TASK → Which lines of the listing below contain the word "yields"? Copy each of them.

DATA SUPPLIED →
________________________

//! Three-valued predicates over single fields and whole rows
//!
//! Composition rules:
//! - `And` yields the first child result that is not `Matched`
//! - `Or` yields the first child result that is not `NotMatched`
//! - `Not` swaps `Matched`/`NotMatched` and passes `Error` through

mod row;
mod value;

pub use row::RowCondition;
pub use value::{TextMatchMode, ValueCondition};

/// Outcome of evaluating a condition
#[derive(Debug, Clone, Copy, PartialEq, Eq)]
pub enum MatchResult {
    Matched,
    NotMatched,
    Error,
}

impl MatchResult {
    /// Map a boolean test onto Matched/NotMatched
    pub fn from_bool(matched: bool) -> Self {
        if matched {
            MatchResult::Matched
        } else {
            MatchResult::NotMatched
        }
    }

    /// Negation; `Error` stays `Error`
    pub fn invert(self) -> Self {
        match self {
            MatchResult::Matched => MatchResult::NotMatched,
            MatchResult::NotMatched => MatchResult::Matched,
            MatchResult::Error => MatchResult::Error,
        }
    }

    pub fn is_matched(self) -> bool {
        self == MatchResult::Matched
    }
}

/// Ordinal ignore-case folding; upper case, so `_` orders after letters
pub(crate) fn fold_case(value: &str) -> String {
    value.to_uppercase()
}

/// AND over lazily evaluated results
pub(crate) fn all_of(results: impl IntoIterator<Item = MatchResult>) -> MatchResult {
    results
        .into_iter()
        .find(|r| *r != MatchResult::Matched)
        .unwrap_or(MatchResult::Matched)
}

/// OR over lazily evaluated results
pub(crate) fn any_of(results: impl IntoIterator<Item = MatchResult>) -> MatchResult {
    results
        .into_iter()
        .find(|r| *r != MatchResult::NotMatched)
        .unwrap_or(MatchResult::NotMatched)
}

#[cfg(test)]
mod tests {
    use super::*;
    use MatchResult::*;

    #[test]
    fn test_all_of_stops_at_first_non_match() {
        assert_eq!(all_of([Matched, Matched]), Matched);
        assert_eq!(all_of([Matched, NotMatched, Error]), NotMatched);
        assert_eq!(all_of([Error, NotMatched]), Error);
        assert_eq!(all_of(Vec::<MatchResult>::new()), Matched);
    }

    #[test]
    fn test_any_of_stops_at_first_non_miss() {
        assert_eq!(any_of([NotMatched, Matched]), Matched);
        assert_eq!(any_of([NotMatched, Error, Matched]), Error);
        assert_eq!(any_of([NotMatched]), NotMatched);
        assert_eq!(any_of(Vec::<MatchResult>::new()), NotMatched);
    }

    #[test]
    fn test_all_of_is_lazy() {
        let mut evaluated = 0;
        let result = all_of([NotMatched, Matched, Matched].into_iter().inspect(|_| evaluated += 1));
        assert_eq!(result, NotMatched);
        assert_eq!(evaluated, 1);
    }

    #[test]
    fn test_invert() {
        assert_eq!(Matched.invert(), NotMatched);
        assert_eq!(NotMatched.invert(), Matched);
        assert_eq!(Error.invert(), Error);
    }
}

________________________

EXERCISE RESPONSE →
//! - `And` yields the first child result that is not `Matched`
//! - `Or` yields the first child result that is not `NotMatched`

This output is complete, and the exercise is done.